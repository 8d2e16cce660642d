//! Shared data model: search results, mutation operations, requests and
//! responses, node descriptors.

use crate::{VectorClock, VectorId};
use serde::{Deserialize, Serialize};
use std::fmt;
use std::str::FromStr;

// =============================================================================
// Search results
// =============================================================================

/// A single nearest-neighbor match.
///
/// `distance` is the squared L2 distance to the query (no square root is
/// taken anywhere in the engine; monotone is sufficient for ordering).
#[derive(Debug, Clone, PartialEq, Serialize, Deserialize)]
pub struct SearchResult {
    /// Matched vector id.
    pub id: VectorId,
    /// Squared L2 distance to the query.
    pub distance: f32,
    /// The matched vector itself, when the caller asked for payloads.
    pub vector: Option<Vec<f32>>,
}

impl SearchResult {
    /// Creates a result without a vector payload.
    pub fn new(id: VectorId, distance: f32) -> Self {
        Self {
            id,
            distance,
            vector: None,
        }
    }
}

// =============================================================================
// Mutation operations
// =============================================================================

/// The kind of a replicated mutation.
#[derive(Debug, Clone, Copy, PartialEq, Eq, Hash, Serialize, Deserialize)]
pub enum OperationKind {
    Add,
    Delete,
    Update,
}

impl fmt::Display for OperationKind {
    fn fmt(&self, f: &mut fmt::Formatter<'_>) -> fmt::Result {
        match self {
            OperationKind::Add => write!(f, "add"),
            OperationKind::Delete => write!(f, "delete"),
            OperationKind::Update => write!(f, "update"),
        }
    }
}

/// A mutation record fed to the consistency layer and replicated to peers.
///
/// The operation identifier `origin:id:version` is unique across the
/// cluster: `version` is monotonic per index and `origin` names the node
/// that accepted the write.
#[derive(Debug, Clone, PartialEq, Serialize, Deserialize)]
pub struct IndexOperation {
    pub kind: OperationKind,
    pub id: VectorId,
    /// Vector payload; present for Add and Update, absent for Delete.
    pub vector: Option<Vec<f32>>,
    /// Milliseconds since the Unix epoch at which the write was accepted.
    pub timestamp_ms: u64,
    /// Index version at which the write was recorded.
    pub version: u64,
    /// Node that accepted the write.
    pub origin: String,
    /// Causality clock, when the origin tracks one.
    pub clock: Option<VectorClock>,
}

impl IndexOperation {
    pub fn new(kind: OperationKind, id: VectorId, timestamp_ms: u64, version: u64) -> Self {
        Self {
            kind,
            id,
            vector: None,
            timestamp_ms,
            version,
            origin: String::new(),
            clock: None,
        }
    }

    pub fn with_vector(mut self, vector: Vec<f32>) -> Self {
        self.vector = Some(vector);
        self
    }

    pub fn with_origin(mut self, origin: impl Into<String>) -> Self {
        self.origin = origin.into();
        self
    }

    /// The cluster-unique operation identifier.
    pub fn operation_id(&self) -> String {
        format!("{}:{}:{}", self.origin, self.id, self.version)
    }
}

// =============================================================================
// Queries
// =============================================================================

/// Consistency level requested by a query. Only eventual consistency is
/// offered.
#[derive(Debug, Clone, Copy, PartialEq, Eq, Default, Serialize, Deserialize)]
pub enum ConsistencyLevel {
    #[default]
    Eventual,
}

/// A k-NN query as accepted at the ingress.
#[derive(Debug, Clone, PartialEq, Serialize, Deserialize)]
pub struct QueryRequest {
    pub query: Vec<f32>,
    pub k: usize,
    pub consistency_level: ConsistencyLevel,
    pub timeout_ms: u64,
}

impl QueryRequest {
    pub fn new(query: Vec<f32>, k: usize) -> Self {
        Self {
            query,
            k,
            consistency_level: ConsistencyLevel::Eventual,
            timeout_ms: 5000,
        }
    }

    pub fn with_timeout_ms(mut self, timeout_ms: u64) -> Self {
        self.timeout_ms = timeout_ms;
        self
    }
}

/// The answer to a [`QueryRequest`].
///
/// `success = false` implies `results` is empty. `partial = true` marks a
/// degraded answer where at least one target node could not be reached.
#[derive(Debug, Clone, PartialEq, Default, Serialize, Deserialize)]
pub struct QueryResponse {
    pub success: bool,
    pub error: String,
    pub results: Vec<SearchResult>,
    pub query_time_ms: u64,
    pub partial: bool,
}

impl QueryResponse {
    pub fn ok(results: Vec<SearchResult>, query_time_ms: u64) -> Self {
        Self {
            success: true,
            error: String::new(),
            results,
            query_time_ms,
            partial: false,
        }
    }

    pub fn failure(error: impl Into<String>) -> Self {
        Self {
            success: false,
            error: error.into(),
            results: Vec::new(),
            query_time_ms: 0,
            partial: false,
        }
    }
}

// =============================================================================
// Bulk loading
// =============================================================================

/// A bulk ingest request: `ids.len()` vectors flattened into `vectors`.
#[derive(Debug, Clone, PartialEq, Serialize, Deserialize)]
pub struct BulkLoadRequest {
    /// Flat buffer of `ids.len() * dim` floats.
    pub vectors: Vec<f32>,
    pub ids: Vec<VectorId>,
    pub batch_size: usize,
    pub overwrite_existing: bool,
}

impl BulkLoadRequest {
    pub fn new(vectors: Vec<f32>, ids: Vec<VectorId>) -> Self {
        Self {
            vectors,
            ids,
            batch_size: 1000,
            overwrite_existing: false,
        }
    }

    pub fn with_batch_size(mut self, batch_size: usize) -> Self {
        self.batch_size = batch_size;
        self
    }
}

// =============================================================================
// Cluster nodes
// =============================================================================

/// Descriptor for one cluster member.
#[derive(Debug, Clone, PartialEq, Serialize, Deserialize)]
pub struct NodeInfo {
    pub node_id: String,
    pub address: String,
    pub port: u16,
    pub is_active: bool,
    /// Milliseconds since the Unix epoch of the last heartbeat.
    pub last_heartbeat_ms: u64,
    /// Shards assigned to this node.
    pub shard_ids: Vec<u32>,
}

impl NodeInfo {
    pub fn new(node_id: impl Into<String>, address: impl Into<String>, port: u16) -> Self {
        Self {
            node_id: node_id.into(),
            address: address.into(),
            port,
            is_active: false,
            last_heartbeat_ms: 0,
            shard_ids: Vec::new(),
        }
    }

    /// `host:port` endpoint for the RPC channel.
    pub fn endpoint(&self) -> String {
        format!("{}:{}", self.address, self.port)
    }
}

// =============================================================================
// Index backends
// =============================================================================

/// The closed set of index backends.
#[derive(Debug, Clone, Copy, PartialEq, Eq, Hash, Default, Serialize, Deserialize)]
pub enum IndexType {
    Flat,
    #[default]
    Ivf,
    Hnsw,
}

impl fmt::Display for IndexType {
    fn fmt(&self, f: &mut fmt::Formatter<'_>) -> fmt::Result {
        match self {
            IndexType::Flat => write!(f, "Flat"),
            IndexType::Ivf => write!(f, "IVF"),
            IndexType::Hnsw => write!(f, "HNSW"),
        }
    }
}

impl FromStr for IndexType {
    type Err = String;

    fn from_str(s: &str) -> std::result::Result<Self, Self::Err> {
        match s.to_ascii_uppercase().as_str() {
            "FLAT" => Ok(IndexType::Flat),
            "IVF" => Ok(IndexType::Ivf),
            "HNSW" => Ok(IndexType::Hnsw),
            other => Err(format!("unknown index type: {other}")),
        }
    }
}

// =============================================================================
// Tests
// =============================================================================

-.-.-

# Problem details:
Give back the complete data, each line unchanged.

# Answer to this exercise:
repository 8d2e16cce660642d
//! Shared data model: search results, mutation operations, requests and
//! responses, node descriptors.

use crate::{VectorClock, VectorId};
use serde::{Deserialize, Serialize};
use std::fmt;
use std::str::FromStr;

// =============================================================================
// Search results
// =============================================================================

/// A single nearest-neighbor match.
///
/// `distance` is the squared L2 distance to the query (no square root is
/// taken anywhere in the engine; monotone is sufficient for ordering).
#[derive(Debug, Clone, PartialEq, Serialize, Deserialize)]
pub struct SearchResult {
    /// Matched vector id.
    pub id: VectorId,
    /// Squared L2 distance to the query.
    pub distance: f32,
    /// The matched vector itself, when the caller asked for payloads.
    pub vector: Option<Vec<f32>>,
}

impl SearchResult {
    /// Creates a result without a vector payload.
    pub fn new(id: VectorId, distance: f32) -> Self {
        Self {
            id,
            distance,
            vector: None,
        }
    }
}

// =============================================================================
// Mutation operations
// =============================================================================

/// The kind of a replicated mutation.
#[derive(Debug, Clone, Copy, PartialEq, Eq, Hash, Serialize, Deserialize)]
pub enum OperationKind {
    Add,
    Delete,
    Update,
}

impl fmt::Display for OperationKind {
    fn fmt(&self, f: &mut fmt::Formatter<'_>) -> fmt::Result {
        match self {
            OperationKind::Add => write!(f, "add"),
            OperationKind::Delete => write!(f, "delete"),
            OperationKind::Update => write!(f, "update"),
        }
    }
}

/// A mutation record fed to the consistency layer and replicated to peers.
///
/// The operation identifier `origin:id:version` is unique across the
/// cluster: `version` is monotonic per index and `origin` names the node
/// that accepted the write.
#[derive(Debug, Clone, PartialEq, Serialize, Deserialize)]
pub struct IndexOperation {
    pub kind: OperationKind,
    pub id: VectorId,
    /// Vector payload; present for Add and Update, absent for Delete.
    pub vector: Option<Vec<f32>>,
    /// Milliseconds since the Unix epoch at which the write was accepted.
    pub timestamp_ms: u64,
    /// Index version at which the write was recorded.
    pub version: u64,
    /// Node that accepted the write.
    pub origin: String,
    /// Causality clock, when the origin tracks one.
    pub clock: Option<VectorClock>,
}

impl IndexOperation {
    pub fn new(kind: OperationKind, id: VectorId, timestamp_ms: u64, version: u64) -> Self {
        Self {
            kind,
            id,
            vector: None,
            timestamp_ms,
            version,
            origin: String::new(),
            clock: None,
        }
    }

    pub fn with_vector(mut self, vector: Vec<f32>) -> Self {
        self.vector = Some(vector);
        self
    }

    pub fn with_origin(mut self, origin: impl Into<String>) -> Self {
        self.origin = origin.into();
        self
    }

    /// The cluster-unique operation identifier.
    pub fn operation_id(&self) -> String {
        format!("{}:{}:{}", self.origin, self.id, self.version)
    }
}

// =============================================================================
// Queries
// =============================================================================

/// Consistency level requested by a query. Only eventual consistency is
/// offered.
#[derive(Debug, Clone, Copy, PartialEq, Eq, Default, Serialize, Deserialize)]
pub enum ConsistencyLevel {
    #[default]
    Eventual,
}

/// A k-NN query as accepted at the ingress.
#[derive(Debug, Clone, PartialEq, Serialize, Deserialize)]
pub struct QueryRequest {
    pub query: Vec<f32>,
    pub k: usize,
    pub consistency_level: ConsistencyLevel,
    pub timeout_ms: u64,
}

impl QueryRequest {
    pub fn new(query: Vec<f32>, k: usize) -> Self {
        Self {
            query,
            k,
            consistency_level: ConsistencyLevel::Eventual,
            timeout_ms: 5000,
        }
    }

    pub fn with_timeout_ms(mut self, timeout_ms: u64) -> Self {
        self.timeout_ms = timeout_ms;
        self
    }
}

/// The answer to a [`QueryRequest`].
///
/// `success = false` implies `results` is empty. `partial = true` marks a
/// degraded answer where at least one target node could not be reached.
#[derive(Debug, Clone, PartialEq, Default, Serialize, Deserialize)]
pub struct QueryResponse {
    pub success: bool,
    pub error: String,
    pub results: Vec<SearchResult>,
    pub query_time_ms: u64,
    pub partial: bool,
}

impl QueryResponse {
    pub fn ok(results: Vec<SearchResult>, query_time_ms: u64) -> Self {
        Self {
            success: true,
            error: String::new(),
            results,
            query_time_ms,
            partial: false,
        }
    }

    pub fn failure(error: impl Into<String>) -> Self {
        Self {
            success: false,
            error: error.into(),
            results: Vec::new(),
            query_time_ms: 0,
            partial: false,
        }
    }
}

// =============================================================================
// Bulk loading
// =============================================================================

/// A bulk ingest request: `ids.len()` vectors flattened into `vectors`.
#[derive(Debug, Clone, PartialEq, Serialize, Deserialize)]
pub struct BulkLoadRequest {
    /// Flat buffer of `ids.len() * dim` floats.
    pub vectors: Vec<f32>,
    pub ids: Vec<VectorId>,
    pub batch_size: usize,
    pub overwrite_existing: bool,
}

impl BulkLoadRequest {
    pub fn new(vectors: Vec<f32>, ids: Vec<VectorId>) -> Self {
        Self {
            vectors,
            ids,
            batch_size: 1000,
            overwrite_existing: false,
        }
    }

    pub fn with_batch_size(mut self, batch_size: usize) -> Self {
        self.batch_size = batch_size;
        self
    }
}

// =============================================================================
// Cluster nodes
// =============================================================================

/// Descriptor for one cluster member.
#[derive(Debug, Clone, PartialEq, Serialize, Deserialize)]
pub struct NodeInfo {
    pub node_id: String,
    pub address: String,
    pub port: u16,
    pub is_active: bool,
    /// Milliseconds since the Unix epoch of the last heartbeat.
    pub last_heartbeat_ms: u64,
    /// Shards assigned to this node.
    pub shard_ids: Vec<u32>,
}

impl NodeInfo {
    pub fn new(node_id: impl Into<String>, address: impl Into<String>, port: u16) -> Self {
        Self {
            node_id: node_id.into(),
            address: address.into(),
            port,
            is_active: false,
            last_heartbeat_ms: 0,
            shard_ids: Vec::new(),
        }
    }

    /// `host:port` endpoint for the RPC channel.
    pub fn endpoint(&self) -> String {
        format!("{}:{}", self.address, self.port)
    }
}

// =============================================================================
// Index backends
// =============================================================================

/// The closed set of index backends.
#[derive(Debug, Clone, Copy, PartialEq, Eq, Hash, Default, Serialize, Deserialize)]
pub enum IndexType {
    Flat,
    #[default]
    Ivf,
    Hnsw,
}

impl fmt::Display for IndexType {
    fn fmt(&self, f: &mut fmt::Formatter<'_>) -> fmt::Result {
        match self {
            IndexType::Flat => write!(f, "Flat"),
            IndexType::Ivf => write!(f, "IVF"),
            IndexType::Hnsw => write!(f, "HNSW"),
        }
    }
}

impl FromStr for IndexType {
    type Err = String;

    fn from_str(s: &str) -> std::result::Result<Self, Self::Err> {
        match s.to_ascii_uppercase().as_str() {
            "FLAT" => Ok(IndexType::Flat),
            "IVF" => Ok(IndexType::Ivf),
            "HNSW" => Ok(IndexType::Hnsw),
            other => Err(format!("unknown index type: {other}")),
        }
    }
}

// =============================================================================
// Tests
// =============================================================================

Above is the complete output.